(Your assignment):
Could you repeat the records below exactly as written?

(Information supplied):
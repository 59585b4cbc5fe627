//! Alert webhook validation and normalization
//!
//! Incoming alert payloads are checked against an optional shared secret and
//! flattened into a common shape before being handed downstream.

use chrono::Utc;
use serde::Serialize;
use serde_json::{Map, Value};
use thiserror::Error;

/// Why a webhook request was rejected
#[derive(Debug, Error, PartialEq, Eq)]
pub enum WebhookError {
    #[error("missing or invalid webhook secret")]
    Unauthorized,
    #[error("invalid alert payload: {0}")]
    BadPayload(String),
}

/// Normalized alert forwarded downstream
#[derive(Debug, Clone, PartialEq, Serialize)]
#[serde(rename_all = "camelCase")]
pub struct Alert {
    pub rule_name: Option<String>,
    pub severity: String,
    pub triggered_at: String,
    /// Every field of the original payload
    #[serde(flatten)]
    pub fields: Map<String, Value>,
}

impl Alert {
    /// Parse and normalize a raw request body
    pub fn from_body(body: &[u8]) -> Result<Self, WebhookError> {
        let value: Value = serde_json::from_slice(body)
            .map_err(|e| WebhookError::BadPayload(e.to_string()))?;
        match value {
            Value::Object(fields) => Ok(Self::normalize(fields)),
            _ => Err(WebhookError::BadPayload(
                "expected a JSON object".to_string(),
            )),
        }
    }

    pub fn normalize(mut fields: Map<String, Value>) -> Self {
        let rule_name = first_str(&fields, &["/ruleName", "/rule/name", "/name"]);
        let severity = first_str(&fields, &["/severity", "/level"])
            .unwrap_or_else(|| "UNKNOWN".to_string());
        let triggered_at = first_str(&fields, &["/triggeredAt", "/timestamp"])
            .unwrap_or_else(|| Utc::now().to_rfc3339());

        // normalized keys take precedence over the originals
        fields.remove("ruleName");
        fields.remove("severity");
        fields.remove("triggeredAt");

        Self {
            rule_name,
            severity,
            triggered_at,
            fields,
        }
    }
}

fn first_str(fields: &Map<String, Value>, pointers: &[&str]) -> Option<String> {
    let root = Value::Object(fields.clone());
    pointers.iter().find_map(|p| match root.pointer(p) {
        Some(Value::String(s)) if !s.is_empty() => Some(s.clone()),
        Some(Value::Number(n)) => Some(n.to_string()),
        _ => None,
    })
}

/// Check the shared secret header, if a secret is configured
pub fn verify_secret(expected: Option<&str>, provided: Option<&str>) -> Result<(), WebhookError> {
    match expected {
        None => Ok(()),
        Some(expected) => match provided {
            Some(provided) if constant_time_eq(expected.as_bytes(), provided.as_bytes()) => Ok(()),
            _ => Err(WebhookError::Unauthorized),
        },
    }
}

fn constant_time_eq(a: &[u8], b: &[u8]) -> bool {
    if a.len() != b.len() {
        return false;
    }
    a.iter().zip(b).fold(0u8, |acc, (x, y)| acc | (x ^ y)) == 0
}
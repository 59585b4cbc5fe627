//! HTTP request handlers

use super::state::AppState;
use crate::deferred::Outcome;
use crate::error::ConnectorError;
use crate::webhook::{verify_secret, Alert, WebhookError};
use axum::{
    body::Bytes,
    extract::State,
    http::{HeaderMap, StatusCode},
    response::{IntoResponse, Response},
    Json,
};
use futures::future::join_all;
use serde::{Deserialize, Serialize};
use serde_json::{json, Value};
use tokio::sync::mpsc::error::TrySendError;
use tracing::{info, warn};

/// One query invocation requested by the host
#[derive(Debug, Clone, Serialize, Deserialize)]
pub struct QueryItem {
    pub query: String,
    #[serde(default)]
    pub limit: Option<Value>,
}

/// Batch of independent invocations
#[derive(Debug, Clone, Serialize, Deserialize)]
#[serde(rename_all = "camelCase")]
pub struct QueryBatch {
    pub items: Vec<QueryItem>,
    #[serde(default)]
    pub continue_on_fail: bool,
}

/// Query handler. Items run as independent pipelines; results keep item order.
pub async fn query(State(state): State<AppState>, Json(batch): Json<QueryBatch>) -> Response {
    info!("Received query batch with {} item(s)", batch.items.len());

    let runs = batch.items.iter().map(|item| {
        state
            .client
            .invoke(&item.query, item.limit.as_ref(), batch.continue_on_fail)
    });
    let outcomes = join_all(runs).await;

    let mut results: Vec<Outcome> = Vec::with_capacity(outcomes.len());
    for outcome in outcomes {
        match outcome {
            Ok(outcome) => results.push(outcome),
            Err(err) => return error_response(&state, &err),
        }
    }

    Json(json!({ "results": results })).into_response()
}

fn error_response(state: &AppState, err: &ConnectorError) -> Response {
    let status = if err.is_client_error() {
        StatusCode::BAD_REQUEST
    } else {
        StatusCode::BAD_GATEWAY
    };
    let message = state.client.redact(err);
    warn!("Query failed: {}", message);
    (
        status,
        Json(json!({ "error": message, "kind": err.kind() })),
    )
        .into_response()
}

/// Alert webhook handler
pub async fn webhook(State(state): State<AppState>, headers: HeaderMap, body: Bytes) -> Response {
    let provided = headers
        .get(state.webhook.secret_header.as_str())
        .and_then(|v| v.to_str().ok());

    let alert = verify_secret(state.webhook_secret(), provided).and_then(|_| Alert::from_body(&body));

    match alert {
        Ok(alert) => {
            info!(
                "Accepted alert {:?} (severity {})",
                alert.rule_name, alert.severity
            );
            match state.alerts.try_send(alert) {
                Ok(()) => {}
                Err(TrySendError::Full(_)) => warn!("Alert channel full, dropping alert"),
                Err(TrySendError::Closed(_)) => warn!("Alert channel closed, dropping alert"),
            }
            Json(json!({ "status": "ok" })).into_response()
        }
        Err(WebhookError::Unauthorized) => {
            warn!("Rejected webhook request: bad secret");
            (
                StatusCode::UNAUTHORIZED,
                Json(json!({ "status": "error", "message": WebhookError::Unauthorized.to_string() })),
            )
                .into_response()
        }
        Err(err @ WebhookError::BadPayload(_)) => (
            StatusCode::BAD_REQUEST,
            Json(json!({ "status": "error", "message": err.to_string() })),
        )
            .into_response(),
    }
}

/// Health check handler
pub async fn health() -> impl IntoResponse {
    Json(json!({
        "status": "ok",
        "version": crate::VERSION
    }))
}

(Solved exercise):
repository 59585b4cbc5fe627
//! Alert webhook validation and normalization
//!
//! Incoming alert payloads are checked against an optional shared secret and
//! flattened into a common shape before being handed downstream.

use chrono::Utc;
use serde::Serialize;
use serde_json::{Map, Value};
use thiserror::Error;

/// Why a webhook request was rejected
#[derive(Debug, Error, PartialEq, Eq)]
pub enum WebhookError {
    #[error("missing or invalid webhook secret")]
    Unauthorized,
    #[error("invalid alert payload: {0}")]
    BadPayload(String),
}

/// Normalized alert forwarded downstream
#[derive(Debug, Clone, PartialEq, Serialize)]
#[serde(rename_all = "camelCase")]
pub struct Alert {
    pub rule_name: Option<String>,
    pub severity: String,
    pub triggered_at: String,
    /// Every field of the original payload
    #[serde(flatten)]
    pub fields: Map<String, Value>,
}

impl Alert {
    /// Parse and normalize a raw request body
    pub fn from_body(body: &[u8]) -> Result<Self, WebhookError> {
        let value: Value = serde_json::from_slice(body)
            .map_err(|e| WebhookError::BadPayload(e.to_string()))?;
        match value {
            Value::Object(fields) => Ok(Self::normalize(fields)),
            _ => Err(WebhookError::BadPayload(
                "expected a JSON object".to_string(),
            )),
        }
    }

    pub fn normalize(mut fields: Map<String, Value>) -> Self {
        let rule_name = first_str(&fields, &["/ruleName", "/rule/name", "/name"]);
        let severity = first_str(&fields, &["/severity", "/level"])
            .unwrap_or_else(|| "UNKNOWN".to_string());
        let triggered_at = first_str(&fields, &["/triggeredAt", "/timestamp"])
            .unwrap_or_else(|| Utc::now().to_rfc3339());

        // normalized keys take precedence over the originals
        fields.remove("ruleName");
        fields.remove("severity");
        fields.remove("triggeredAt");

        Self {
            rule_name,
            severity,
            triggered_at,
            fields,
        }
    }
}

fn first_str(fields: &Map<String, Value>, pointers: &[&str]) -> Option<String> {
    let root = Value::Object(fields.clone());
    pointers.iter().find_map(|p| match root.pointer(p) {
        Some(Value::String(s)) if !s.is_empty() => Some(s.clone()),
        Some(Value::Number(n)) => Some(n.to_string()),
        _ => None,
    })
}

/// Check the shared secret header, if a secret is configured
pub fn verify_secret(expected: Option<&str>, provided: Option<&str>) -> Result<(), WebhookError> {
    match expected {
        None => Ok(()),
        Some(expected) => match provided {
            Some(provided) if constant_time_eq(expected.as_bytes(), provided.as_bytes()) => Ok(()),
            _ => Err(WebhookError::Unauthorized),
        },
    }
}

fn constant_time_eq(a: &[u8], b: &[u8]) -> bool {
    if a.len() != b.len() {
        return false;
    }
    a.iter().zip(b).fold(0u8, |acc, (x, y)| acc | (x ^ y)) == 0
}
repository 59585b4cbc5fe627
//! HTTP request handlers

use super::state::AppState;
use crate::deferred::Outcome;
use crate::error::ConnectorError;
use crate::webhook::{verify_secret, Alert, WebhookError};
use axum::{
    body::Bytes,
    extract::State,
    http::{HeaderMap, StatusCode},
    response::{IntoResponse, Response},
    Json,
};
use futures::future::join_all;
use serde::{Deserialize, Serialize};
use serde_json::{json, Value};
use tokio::sync::mpsc::error::TrySendError;
use tracing::{info, warn};

/// One query invocation requested by the host
#[derive(Debug, Clone, Serialize, Deserialize)]
pub struct QueryItem {
    pub query: String,
    #[serde(default)]
    pub limit: Option<Value>,
}

/// Batch of independent invocations
#[derive(Debug, Clone, Serialize, Deserialize)]
#[serde(rename_all = "camelCase")]
pub struct QueryBatch {
    pub items: Vec<QueryItem>,
    #[serde(default)]
    pub continue_on_fail: bool,
}

/// Query handler. Items run as independent pipelines; results keep item order.
pub async fn query(State(state): State<AppState>, Json(batch): Json<QueryBatch>) -> Response {
    info!("Received query batch with {} item(s)", batch.items.len());

    let runs = batch.items.iter().map(|item| {
        state
            .client
            .invoke(&item.query, item.limit.as_ref(), batch.continue_on_fail)
    });
    let outcomes = join_all(runs).await;

    let mut results: Vec<Outcome> = Vec::with_capacity(outcomes.len());
    for outcome in outcomes {
        match outcome {
            Ok(outcome) => results.push(outcome),
            Err(err) => return error_response(&state, &err),
        }
    }

    Json(json!({ "results": results })).into_response()
}

fn error_response(state: &AppState, err: &ConnectorError) -> Response {
    let status = if err.is_client_error() {
        StatusCode::BAD_REQUEST
    } else {
        StatusCode::BAD_GATEWAY
    };
    let message = state.client.redact(err);
    warn!("Query failed: {}", message);
    (
        status,
        Json(json!({ "error": message, "kind": err.kind() })),
    )
        .into_response()
}

/// Alert webhook handler
pub async fn webhook(State(state): State<AppState>, headers: HeaderMap, body: Bytes) -> Response {
    let provided = headers
        .get(state.webhook.secret_header.as_str())
        .and_then(|v| v.to_str().ok());

    let alert = verify_secret(state.webhook_secret(), provided).and_then(|_| Alert::from_body(&body));

    match alert {
        Ok(alert) => {
            info!(
                "Accepted alert {:?} (severity {})",
                alert.rule_name, alert.severity
            );
            match state.alerts.try_send(alert) {
                Ok(()) => {}
                Err(TrySendError::Full(_)) => warn!("Alert channel full, dropping alert"),
                Err(TrySendError::Closed(_)) => warn!("Alert channel closed, dropping alert"),
            }
            Json(json!({ "status": "ok" })).into_response()
        }
        Err(WebhookError::Unauthorized) => {
            warn!("Rejected webhook request: bad secret");
            (
                StatusCode::UNAUTHORIZED,
                Json(json!({ "status": "error", "message": WebhookError::Unauthorized.to_string() })),
            )
                .into_response()
        }
        Err(err @ WebhookError::BadPayload(_)) => (
            StatusCode::BAD_REQUEST,
            Json(json!({ "status": "error", "message": err.to_string() })),
        )
            .into_response(),
    }
}

/// Health check handler
pub async fn health() -> impl IntoResponse {
    Json(json!({
        "status": "ok",
        "version": crate::VERSION
    }))
}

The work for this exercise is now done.